■ **Task item**: Could you say how many lines in the records include "move"? Please give the number by itself.

■ **Raw data**:
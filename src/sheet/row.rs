//! One colored track of a score sheet.
//!
//! A row has 11 positions from its near end to its far end. Position `p`
//! holds `2 + p` on ascending rows and `12 - p` on descending rows, so the
//! far end (position 10) is 12 or 2. Crosses must move strictly toward the
//! far end, and the far end itself, the closing value, needs
//! [`Row::CLOSE_MIN_MARKS`] crosses first. Marking it closes the row.
//!
//! ```
//! use qwixx_engine::core::Color;
//! use qwixx_engine::sheet::Row;
//!
//! let mut row = Row::new(Color::Green);
//! assert!(row.mark(10));
//! assert!(!row.is_legal(11)); // behind the last cross
//! assert!(row.is_legal(9));
//! ```

use serde::{Deserialize, Serialize};

use crate::core::{Color, Direction};

/// Number of positions on a row.
pub const ROW_LENGTH: usize = 11;

const MIN_VALUE: u8 = 2;
const MAX_VALUE: u8 = 12;

/// A single color's track.
#[derive(Clone, Debug, PartialEq, Eq, Hash, Serialize, Deserialize)]
pub struct Row {
    color: Color,
    closed: bool,
    /// Crosses by position, near end first.
    marks: [bool; ROW_LENGTH],
    /// Position of the farthest cross.
    last: Option<usize>,
}

impl Row {
    /// Crosses needed before the closing value may be marked.
    pub const CLOSE_MIN_MARKS: usize = 5;

    /// Create an empty, open row.
    #[must_use]
    pub fn new(color: Color) -> Self {
        Self {
            color,
            closed: false,
            marks: [false; ROW_LENGTH],
            last: None,
        }
    }

    #[must_use]
    pub fn color(&self) -> Color {
        self.color
    }

    #[must_use]
    pub fn is_closed(&self) -> bool {
        self.closed
    }

    /// Value at the far end of this row.
    #[must_use]
    pub fn closing_value(&self) -> u8 {
        Self::value_at(self.color, ROW_LENGTH - 1)
    }

    /// Number of crosses on the row.
    #[must_use]
    pub fn mark_count(&self) -> usize {
        self.marks.iter().filter(|&&m| m).count()
    }

    /// The farthest marked value, if any.
    #[must_use]
    pub fn last_marked(&self) -> Option<u8> {
        self.last.map(|pos| Self::value_at(self.color, pos))
    }

    /// Whether `value` has a cross.
    #[must_use]
    pub fn is_marked(&self, value: u8) -> bool {
        Self::position_of(self.color, value).is_some_and(|pos| self.marks[pos])
    }

    /// Cells in track order as (value, marked).
    pub fn cells(&self) -> impl Iterator<Item = (u8, bool)> + '_ {
        self.marks
            .iter()
            .enumerate()
            .map(move |(pos, &marked)| (Self::value_at(self.color, pos), marked))
    }

    /// Whether `value` could be marked now. Never mutates.
    #[must_use]
    pub fn is_legal(&self, value: u8) -> bool {
        if self.closed {
            return false;
        }
        let Some(pos) = Self::position_of(self.color, value) else {
            return false;
        };
        if self.marks[pos] {
            return false;
        }
        if pos == ROW_LENGTH - 1 && self.mark_count() < Self::CLOSE_MIN_MARKS {
            return false;
        }
        match self.last {
            Some(last) => pos > last,
            None => true,
        }
    }

    /// Mark `value` if legal. Marking the closing value closes the row.
    ///
    /// Returns false, leaving the row untouched, when the mark is illegal.
    pub fn mark(&mut self, value: u8) -> bool {
        if !self.is_legal(value) {
            return false;
        }
        let Some(pos) = Self::position_of(self.color, value) else {
            return false;
        };
        self.marks[pos] = true;
        self.last = Some(pos);
        if pos == ROW_LENGTH - 1 {
            self.closed = true;
        }
        true
    }

    /// Close the row without marking it (another participant locked the color).
    pub fn force_close(&mut self) {
        self.closed = true;
    }

    /// Row score: triangular number of the crosses, plus one for a closed
    /// row with at least [`Row::CLOSE_MIN_MARKS`] crosses.
    #[must_use]
    pub fn score(&self) -> i32 {
        let k = self.mark_count() as i32;
        let bonus = i32::from(self.closed && k >= Self::CLOSE_MIN_MARKS as i32);
        k * (k + 1) / 2 + bonus
    }

    /// Whether `later` lies strictly farther along a `color` row than `earlier`.
    #[must_use]
    pub fn is_farther(color: Color, earlier: u8, later: u8) -> bool {
        match color.direction() {
            Direction::Ascending => later > earlier,
            Direction::Descending => later < earlier,
        }
    }

    fn position_of(color: Color, value: u8) -> Option<usize> {
        if !(MIN_VALUE..=MAX_VALUE).contains(&value) {
            return None;
        }
        Some(match color.direction() {
            Direction::Ascending => (value - MIN_VALUE) as usize,
            Direction::Descending => (MAX_VALUE - value) as usize,
        })
    }

    fn value_at(color: Color, pos: usize) -> u8 {
        match color.direction() {
            Direction::Ascending => MIN_VALUE + pos as u8,
            Direction::Descending => MAX_VALUE - pos as u8,
        }
    }
}

impl std::fmt::Display for Row {
    /// Renders the track with crosses in parentheses, e.g. ` 2 (3) 4 ...`,
    /// followed by a lock marker and the row score.
    fn fmt(&self, f: &mut std::fmt::Formatter<'_>) -> std::fmt::Result {
        write!(f, "{:<7}", self.color)?;
        for (value, marked) in self.cells() {
            if marked {
                write!(f, "({:>2})", value)?;
            } else {
                write!(f, " {:>2} ", value)?;
            }
        }
        let lock = if self.closed { "closed" } else { "open" };
        write!(f, " [{}] score {}", lock, self.score())
    }
}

■ **Solution**: 2